La jeunesse, ici comme en Bosnie, se destine à l’exode. La population locale, de quelques milliers d’habitants avant la guerre, a fondu radicalement. Les emplois sont rares, sinon absents. « Ma famille est native d’ici, d’où elle a été chassée par la guerre. Elle s’est réfugiée un temps à Srebrenica, avant d’être rechassée… Mais c’est mon papa qui va vous raconter tout ça », dit Muhamed.

Photo: Charles-Frédérick Ouellet Le Devoir L’école du village. Non loin du mémorial de Kamenica se trouve l’école de la petite bourgade. Collée sur le bâtiment principal qui a été rénové, une portion en ruine est toujours visible, marquée par les impacts de projectiles.

Le voilà qui arrive justement : Omer Hrnjić, l’air affable, me reçoit pour discuter autour d’un café bosniaque sur la terrasse de sa demeure, bordée par une petite exploitation agricole. Ce rescapé du massacre de Srebrenica se rappelle des « attaques tout autour », dans son village, lorsqu’il a pris la fuite en 1993. Quatre ans après la paix, il est revenu poursuivre sa vie à Kamenica. Il tire depuis sa subsistance du travail de la terre, comme en témoignent ses moutons, le petit champ de maïs et le potager qui borde le domicile.

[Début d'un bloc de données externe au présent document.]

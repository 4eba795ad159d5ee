//! Tool registry
//!
//! Declares the tools the autonomy loop may invoke: risk level, whether the
//! tool may run in production, and the input keys it requires. The registry
//! is built once at startup and shared read-only; policy schema validation
//! fails closed on any tool id that is not registered here.

use std::collections::{BTreeSet, HashMap};
use std::time::Duration;

use serde::{Deserialize, Serialize};

use crate::types::RiskLevel;

/// Static declaration of a single tool.
#[derive(Debug, Clone, Serialize, Deserialize)]
pub struct ToolSpec {
    /// Stable tool identifier (e.g. `restart_service`).
    pub id: String,
    /// Risk classification driving the policy decision ladder.
    pub risk: RiskLevel,
    /// Whether the tool may run when the incident environment is production.
    pub prod_allowed: bool,
    /// Input keys that must be present in a proposed action's args.
    #[serde(default)]
    pub required_input_keys: BTreeSet<String>,
    /// Human-readable description, included in reasoning prompts.
    #[serde(default)]
    pub description: String,
    /// Validate against the digital twin before any production execution.
    #[serde(default)]
    pub shadow_before_prod: bool,
    /// Execution timeout for this tool.
    #[serde(default = "default_tool_timeout", with = "humantime_serde")]
    pub timeout: Duration,
}

fn default_tool_timeout() -> Duration {
    Duration::from_secs(60)
}

impl ToolSpec {
    /// Create a spec with no required inputs and defaults elsewhere.
    pub fn new(id: impl Into<String>, risk: RiskLevel, prod_allowed: bool) -> Self {
        Self {
            id: id.into(),
            risk,
            prod_allowed,
            required_input_keys: BTreeSet::new(),
            description: String::new(),
            shadow_before_prod: false,
            timeout: default_tool_timeout(),
        }
    }

    pub fn with_required_inputs<I, S>(mut self, keys: I) -> Self
    where
        I: IntoIterator<Item = S>,
        S: Into<String>,
    {
        self.required_input_keys = keys.into_iter().map(Into::into).collect();
        self
    }

    pub fn with_description(mut self, description: impl Into<String>) -> Self {
        self.description = description.into();
        self
    }

    pub fn with_shadow_before_prod(mut self) -> Self {
        self.shadow_before_prod = true;
        self
    }
}

/// Process-wide tool registry, immutable after construction.
#[derive(Debug, Clone, Default, Serialize, Deserialize)]
pub struct ToolRegistry {
    tools: HashMap<String, ToolSpec>,
}

impl ToolRegistry {
    pub fn new() -> Self {
        Self::default()
    }

    /// Build a registry from a list of specs. Later duplicates win, which
    /// lets embedders override seed tools from configuration.
    pub fn from_specs(specs: impl IntoIterator<Item = ToolSpec>) -> Self {
        let mut registry = Self::new();
        for spec in specs {
            registry.register(spec);
        }
        registry
    }

    /// Register a tool. Only usable during startup, before the registry is
    /// shared.
    pub fn register(&mut self, spec: ToolSpec) {
        self.tools.insert(spec.id.clone(), spec);
    }

    pub fn get(&self, id: &str) -> Option<&ToolSpec> {
        self.tools.get(id)
    }

    pub fn contains(&self, id: &str) -> bool {
        self.tools.contains_key(id)
    }

    pub fn len(&self) -> usize {
        self.tools.len()
    }

    pub fn is_empty(&self) -> bool {
        self.tools.is_empty()
    }

    /// Tool ids in sorted order, for stable prompt construction.
    pub fn tool_ids(&self) -> Vec<&str> {
        let mut ids: Vec<&str> = self.tools.keys().map(String::as_str).collect();
        ids.sort_unstable();
        ids
    }

    pub fn iter(&self) -> impl Iterator<Item = &ToolSpec> {
        self.tools.values()
    }

    /// Render the registry as a tool menu for reasoning prompts.
    pub fn describe_for_prompt(&self) -> String {
        let mut lines = Vec::with_capacity(self.tools.len());
        for id in self.tool_ids() {
            // tool_ids only returns registered keys
            if let Some(spec) = self.tools.get(id) {
                let inputs = if spec.required_input_keys.is_empty() {
                    "none".to_string()
                } else {
                    spec.required_input_keys
                        .iter()
                        .cloned()
                        .collect::<Vec<_>>()
                        .join(", ")
                };
                lines.push(format!(
                    "- {} (risk: {}, required inputs: {}){}{}",
                    spec.id,
                    spec.risk,
                    inputs,
                    if spec.description.is_empty() { "" } else { ": " },
                    spec.description
                ));
            }
        }
        lines.join("\n")
    }
}

#[cfg(test)]
mod tests {
    use super::*;

    fn sample_registry() -> ToolRegistry {
        ToolRegistry::from_specs([
            ToolSpec::new("restart_service", RiskLevel::Low, true)
                .with_description("Restart a systemd or k8s service"),
            ToolSpec::new("rollback_deploy", RiskLevel::High, true)
                .with_required_inputs(["deployment"])
                .with_shadow_before_prod(),
            ToolSpec::new("drop_table", RiskLevel::Critical, false)
                .with_required_inputs(["table", "confirmation"]),
        ])
    }

    #[test]
    fn lookup_and_contains() {
        let registry = sample_registry();
        assert!(registry.contains("restart_service"));
        assert!(!registry.contains("unknown_tool"));
        let spec = registry.get("rollback_deploy").unwrap();
        assert!(spec.shadow_before_prod);
        assert!(spec.required_input_keys.contains("deployment"));
    }

    #[test]
    fn tool_ids_are_sorted() {
        let registry = sample_registry();
        assert_eq!(
            registry.tool_ids(),
            vec!["drop_table", "restart_service", "rollback_deploy"]
        );
    }

    #[test]
    fn later_registration_overrides() {
        let mut registry = sample_registry();
        registry.register(ToolSpec::new("restart_service", RiskLevel::Medium, false));
        let spec = registry.get("restart_service").unwrap();
        assert_eq!(spec.risk, RiskLevel::Medium);
        assert!(!spec.prod_allowed);
        assert_eq!(registry.len(), 3);
    }

    #[test]
    fn prompt_menu_lists_required_inputs() {
        let registry = sample_registry();
        let menu = registry.describe_for_prompt();
        assert!(menu.contains("restart_service"));
        assert!(menu.contains("required inputs: table, confirmation")
            || menu.contains("required inputs: confirmation, table"));
    }

    #[test]
    fn spec_serde_round_trip() {
        let spec = ToolSpec::new("apply_patch", RiskLevel::Medium, true)
            .with_required_inputs(["patch_id"]);
        let json = serde_json::to_string(&spec).unwrap();
        let back: ToolSpec = serde_json::from_str(&json).unwrap();
        assert_eq!(back.id, "apply_patch");
        assert_eq!(back.risk, RiskLevel::Medium);
        assert!(back.required_input_keys.contains("patch_id"));
    }
}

S.H, son frère de 54 ans, qui ne préfère que donner ses initiales pour préserver son identité, philosophe en pasteurisant ses jus de prune. « Nous voulons rester debout. Nous avons accepté de revenir vivre de nouveau parmi les mêmes qui ont voulu nous égorger, nous massacrer et nous chasser un moment donné, car nous souhaitons vivre dans un pays, la Bosnie, libre de toutes séparations ethniques », lâche l’homme.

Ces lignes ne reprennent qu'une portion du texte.